The Culinary stunt Thursday night — holding a rally at Red Rock Resort at the same time the property was hosting "The Night of the Gael," an annual fundraiser for Bishop Gorman High School — was a particularly offensive move designed to do nothing but harass and intimidate.

Nor is it clear how these new calls for boycotts by fellow union members get the Culinary any closer to the vote required to determine whether Station employees want to go union.

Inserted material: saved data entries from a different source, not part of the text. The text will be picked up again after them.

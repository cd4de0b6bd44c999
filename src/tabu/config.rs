//! Tabu Search configuration.

/// Configuration parameters for Tabu Search.
///
/// # Examples
///
/// ```
/// use tardiness_search::tabu::TabuConfig;
///
/// let config = TabuConfig::default()
///     .with_max_iterations(100)
///     .with_tabu_len(5)
///     .with_gamma(25.0);
/// assert_eq!(config.max_iterations, 100);
/// assert_eq!(config.tabu_len, 5);
/// assert_eq!(config.gamma, 25.0);
/// ```
#[derive(Debug, Clone)]
pub struct TabuConfig {
    /// Iteration budget `K`. The search performs moves for
    /// `k = 0..=K` unless it runs out of admissible swaps first.
    pub max_iterations: usize,
    /// Tabu-list capacity `L` (number of forbidden swap pairs).
    pub tabu_len: usize,
    /// Tolerated cost degradation for non-aspirational moves: a swap
    /// worsening the current cost by `gamma` or more is inadmissible
    /// unless it produces a new global best. Larger values explore
    /// more worsening moves.
    pub gamma: f64,
}

impl Default for TabuConfig {
    fn default() -> Self {
        Self {
            max_iterations: 1000,
            tabu_len: 20,
            gamma: 10.0,
        }
    }
}

impl TabuConfig {
    /// Sets the iteration budget `K`.
    pub fn with_max_iterations(mut self, n: usize) -> Self {
        self.max_iterations = n;
        self
    }

    /// Sets the tabu-list capacity `L`.
    pub fn with_tabu_len(mut self, len: usize) -> Self {
        self.tabu_len = len;
        self
    }

    /// Sets the degradation threshold `gamma`.
    pub fn with_gamma(mut self, gamma: f64) -> Self {
        self.gamma = gamma;
        self
    }
}
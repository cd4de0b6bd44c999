//! Randomized Variable Neighborhood Search (RVNS).
//!
//! A single-solution metaheuristic that escapes local optima by
//! shaking the incumbent at systematically growing distances. A random
//! precedence-valid neighbor is drawn from the current neighborhood; if
//! it is no better, the neighborhood expands, up to `max_I` (by
//! convention `n - 1`, spanning the whole search space). Acceptance
//! resets to the smallest neighborhood. Each candidate can optionally
//! be refined by an embedded [Tabu Search](crate::tabu) before the
//! acceptance test.
//!
//! # References
//!
//! - Mladenović, N. & Hansen, P. (1997). "Variable neighborhood search",
//!   *Computers & Operations Research* 24(11), 1097-1100.
//! - Hansen, P. & Mladenović, N. (2001). "Variable neighborhood search:
//!   Principles and applications", *European Journal of Operational Research* 130(3), 449-467.

mod config;
mod runner;
mod shake;

pub use config::RvnsConfig;
pub use runner::RvnsSearch;
pub use shake::shake_by_swap;
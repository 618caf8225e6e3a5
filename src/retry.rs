use std::future::Future;
use std::time::Duration;

use serde_json::Value;
use tracing::{error, warn};

use crate::error::ProxyError;

/// Total number of upstream attempts per logical call.
pub const MAX_ATTEMPTS: u32 = 3;

/// Delay slept after failed attempt `attempt` (0-indexed): 1s, 2s, ...
pub fn backoff_delay(attempt: u32) -> Duration {
    Duration::from_secs(1u64 << attempt)
}

/// Runs `call` up to [`MAX_ATTEMPTS`] times with exponential backoff.
///
/// `call` resolves to the parsed upstream body on success, or to a
/// failure detail (the upstream error body, or a transport/parse error
/// message). Only a successful attempt returns early; everything else
/// is remembered as the last error and surfaced once attempts run out.
///
/// `sleep` is passed in rather than hardcoded so tests can drive the
/// loop without waiting on the wall clock.
pub async fn fetch_with_retry<C, CF, S, SF>(mut call: C, sleep: S) -> Result<Value, ProxyError>
where
    C: FnMut() -> CF,
    CF: Future<Output = Result<Value, String>>,
    S: Fn(Duration) -> SF,
    SF: Future<Output = ()>,
{
    let mut last_error = String::new();

    for attempt in 0..MAX_ATTEMPTS {
        match call().await {
            Ok(body) => return Ok(body),
            Err(detail) => {
                warn!(
                    "upstream attempt {}/{} failed: {}",
                    attempt + 1,
                    MAX_ATTEMPTS,
                    detail
                );
                last_error = detail;
            }
        }

        if attempt + 1 < MAX_ATTEMPTS {
            sleep(backoff_delay(attempt)).await;
        }
    }

    error!("giving up after {} attempts", MAX_ATTEMPTS);
    Err(ProxyError::Upstream {
        attempts: MAX_ATTEMPTS,
        detail: last_error,
    })
}
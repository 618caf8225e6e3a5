use thiserror::Error;

/// Failures that escape the generation paths.
///
/// `Upstream` comes out of the retry executor once every attempt has
/// failed. `Generation` comes out of the image path when the upstream
/// call succeeded but carried no usable image payload.
#[derive(Debug, Error)]
pub enum ProxyError {
    #[error("upstream request failed after {attempts} attempts: {detail}")]
    Upstream { attempts: u32, detail: String },

    #[error(
        "no image data in response (finish reason: {finish_reason}, safety: {safety_probability})"
    )]
    Generation {
        finish_reason: String,
        safety_probability: String,
    },

    #[error("configuration error: {0}")]
    Config(String),
}
use serde::{Deserialize, Serialize};

use crate::apis::ImageResult;

const SUCCESS_POEM_FA: &str = "شعر شما آماده است!";
const SUCCESS_IMAGE_FA: &str = "تصویر شما آماده است!";
const ERROR_FA: &str = "متاسفانه مشکلی پیش آمد. لطفا دوباره تلاش کنید.";

/// What the browser client sends us.
#[derive(Debug, Clone, Deserialize)]
pub struct GenerateRequest {
    #[serde(default, rename = "type")]
    kind: Option<String>,
    pub prompt: String,
}

impl GenerateRequest {
    /// Absent or unrecognized `type` means text generation.
    pub fn kind(&self) -> GenerationKind {
        match self.kind.as_deref() {
            Some("image") => GenerationKind::Image,
            _ => GenerationKind::Text,
        }
    }
}

#[derive(Debug, Clone, Copy, PartialEq, Eq)]
pub enum GenerationKind {
    Text,
    Image,
}

impl GenerationKind {
    pub fn as_str(self) -> &'static str {
        match self {
            GenerationKind::Text => "text",
            GenerationKind::Image => "image",
        }
    }
}

#[derive(Debug, Serialize)]
pub struct SuccessEnvelope {
    status: &'static str,
    #[serde(rename = "type")]
    kind: &'static str,
    prompt_sent: String,
    #[serde(skip_serializing_if = "Option::is_none")]
    poem: Option<String>,
    #[serde(skip_serializing_if = "Option::is_none")]
    image_url: Option<String>,
    #[serde(skip_serializing_if = "Option::is_none")]
    mime_type: Option<String>,
    message_fa: &'static str,
}

impl SuccessEnvelope {
    pub fn poem(prompt_sent: String, poem: String) -> Self {
        Self {
            status: "success",
            kind: GenerationKind::Text.as_str(),
            prompt_sent,
            poem: Some(poem),
            image_url: None,
            mime_type: None,
            message_fa: SUCCESS_POEM_FA,
        }
    }

    pub fn image(prompt_sent: String, image: ImageResult) -> Self {
        Self {
            status: "success",
            kind: GenerationKind::Image.as_str(),
            prompt_sent,
            poem: None,
            image_url: Some(image.data_url),
            mime_type: Some(image.mime_type),
            message_fa: SUCCESS_IMAGE_FA,
        }
    }
}

#[derive(Debug, Serialize)]
pub struct ErrorEnvelope {
    status: &'static str,
    message: String,
    message_fa: &'static str,
}

impl ErrorEnvelope {
    pub fn new(message: impl Into<String>) -> Self {
        Self {
            status: "error",
            message: message.into(),
            message_fa: ERROR_FA,
        }
    }
}
mod gemini;

pub use gemini::*;
//! Temporary output file and the commit/discard confirmation.
//!
//! The rendered document is first written next to its destination as
//! `.<name>.tmp`. A single y/n answer then either moves it into place or
//! removes it. [`PendingDoc`] owns the temporary file until one of those
//! happens and removes it when dropped, so an error or an early return
//! never leaves it behind.

use std::fs;
use std::io::{self, BufRead, Write};
use std::path::{Path, PathBuf};
use thiserror::Error;
use tracing::{debug, info, warn};

pub const PROMPT: &str = "Commit changes? (y/n): ";
pub const COMMITTED_MSG: &str = "Write successful.";
pub const DISCARDED_MSG: &str = "User chose not to commit, exiting and cleaning up.";

#[derive(Debug, Error)]
pub enum CommitError {
    #[error("failed to write {}: {source}", path.display())]
    Write { path: PathBuf, source: io::Error },

    #[error("failed to read confirmation: {0}")]
    Prompt(#[source] io::Error),

    #[error("failed to move {} to {}: {source}", from.display(), to.display())]
    Rename {
        from: PathBuf,
        to: PathBuf,
        source: io::Error,
    },

    #[error("failed to remove {}: {source}", path.display())]
    Remove { path: PathBuf, source: io::Error },
}

/// How a confirmation ended.
#[derive(Debug, Clone, PartialEq, Eq)]
pub enum Outcome {
    Committed(PathBuf),
    Discarded,
}

/// Where the temporary and final documents live.
#[derive(Debug, Clone)]
pub struct Session {
    tmp_path: PathBuf,
    out_path: PathBuf,
}

impl Session {
    pub fn new(tmp_path: impl Into<PathBuf>, out_path: impl Into<PathBuf>) -> Self {
        Self {
            tmp_path: tmp_path.into(),
            out_path: out_path.into(),
        }
    }

    /// `DOCS.md` -> temporary `.DOCS.md.tmp` in the same directory.
    pub fn for_output(out_path: impl Into<PathBuf>) -> Self {
        let out_path = out_path.into();
        let name = out_path
            .file_name()
            .map(|n| n.to_string_lossy().to_string())
            .unwrap_or_else(|| "DOCS.md".to_string());
        Self::new(out_path.with_file_name(format!(".{}.tmp", name)), out_path)
    }

    pub fn tmp_path(&self) -> &Path {
        &self.tmp_path
    }

    pub fn out_path(&self) -> &Path {
        &self.out_path
    }

    /// Write `contents` to the temporary file.
    pub fn write(&self, contents: &str) -> Result<PendingDoc<'_>, CommitError> {
        // Take ownership before writing so a partial write is cleaned up too.
        let pending = PendingDoc {
            session: self,
            armed: true,
        };
        fs::write(&self.tmp_path, contents).map_err(|source| CommitError::Write {
            path: self.tmp_path.clone(),
            source,
        })?;
        debug!(path = %self.tmp_path.display(), bytes = contents.len(), "wrote temporary document");
        Ok(pending)
    }
}

/// A written temporary document awaiting a decision.
#[derive(Debug)]
pub struct PendingDoc<'a> {
    session: &'a Session,
    armed: bool,
}

impl PendingDoc<'_> {
    /// Move the temporary file onto the output path.
    pub fn commit(mut self) -> Result<PathBuf, CommitError> {
        let from = &self.session.tmp_path;
        let to = &self.session.out_path;
        fs::rename(from, to).map_err(|source| CommitError::Rename {
            from: from.clone(),
            to: to.clone(),
            source,
        })?;
        self.armed = false;
        info!(path = %to.display(), "committed documentation");
        Ok(to.clone())
    }

    /// Remove the temporary file.
    pub fn discard(mut self) -> Result<(), CommitError> {
        self.armed = false;
        let path = &self.session.tmp_path;
        fs::remove_file(path).map_err(|source| CommitError::Remove {
            path: path.clone(),
            source,
        })?;
        info!(path = %path.display(), "discarded documentation");
        Ok(())
    }

    /// Ask once on `output`, read one line from `input`, and act on it.
    ///
    /// Only `y` (any case) commits. Anything else, end of input included,
    /// discards.
    pub fn confirm<R: BufRead, W: Write>(
        self,
        mut input: R,
        mut output: W,
    ) -> Result<Outcome, CommitError> {
        write!(output, "{}", PROMPT).map_err(CommitError::Prompt)?;
        output.flush().map_err(CommitError::Prompt)?;

        let mut answer = String::new();
        input.read_line(&mut answer).map_err(CommitError::Prompt)?;

        // The decision is final once acted on; a failed status line only warns.
        if answer.trim().eq_ignore_ascii_case("y") {
            let path = self.commit()?;
            report(&mut output, COMMITTED_MSG);
            Ok(Outcome::Committed(path))
        } else {
            self.discard()?;
            report(&mut output, DISCARDED_MSG);
            Ok(Outcome::Discarded)
        }
    }
}

fn report<W: Write>(output: &mut W, message: &str) {
    if let Err(e) = writeln!(output, "{}", message).and_then(|_| output.flush()) {
        warn!(error = %e, "failed to print status line");
    }
}

impl Drop for PendingDoc<'_> {
    fn drop(&mut self) {
        if !self.armed {
            return;
        }
        if let Err(e) = fs::remove_file(&self.session.tmp_path) {
            if e.kind() != io::ErrorKind::NotFound {
                warn!(path = %self.session.tmp_path.display(), error = %e, "failed to clean up temporary document");
            }
        }
    }
}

All the Culinary needs to do is collect signatures from 30 percent of the employees in any potential bargaining group, and then ask the National Labor Relations Board to schedule a secret-ballot unionization election at that property. The fact that union officials have thus far declined to exercise this option — resorting instead to these polarizing guerrilla tactics of economic intimidation — speaks volumes about how they believe they would fare in such a vote.

The very construction workers being asked to boycott Station properties could find themselves with less work in future as a result of these tactics.

The unions apparently believe strong-arm tactics designed to get more people paying union dues to pad executive salaries are more important than whether existing union members continue to find work.

Because this isn’t about jobs, wages or working conditions, at all. It’s about being allowed to generate union dues out of local paychecks, without even giving the workers a vote in the matter.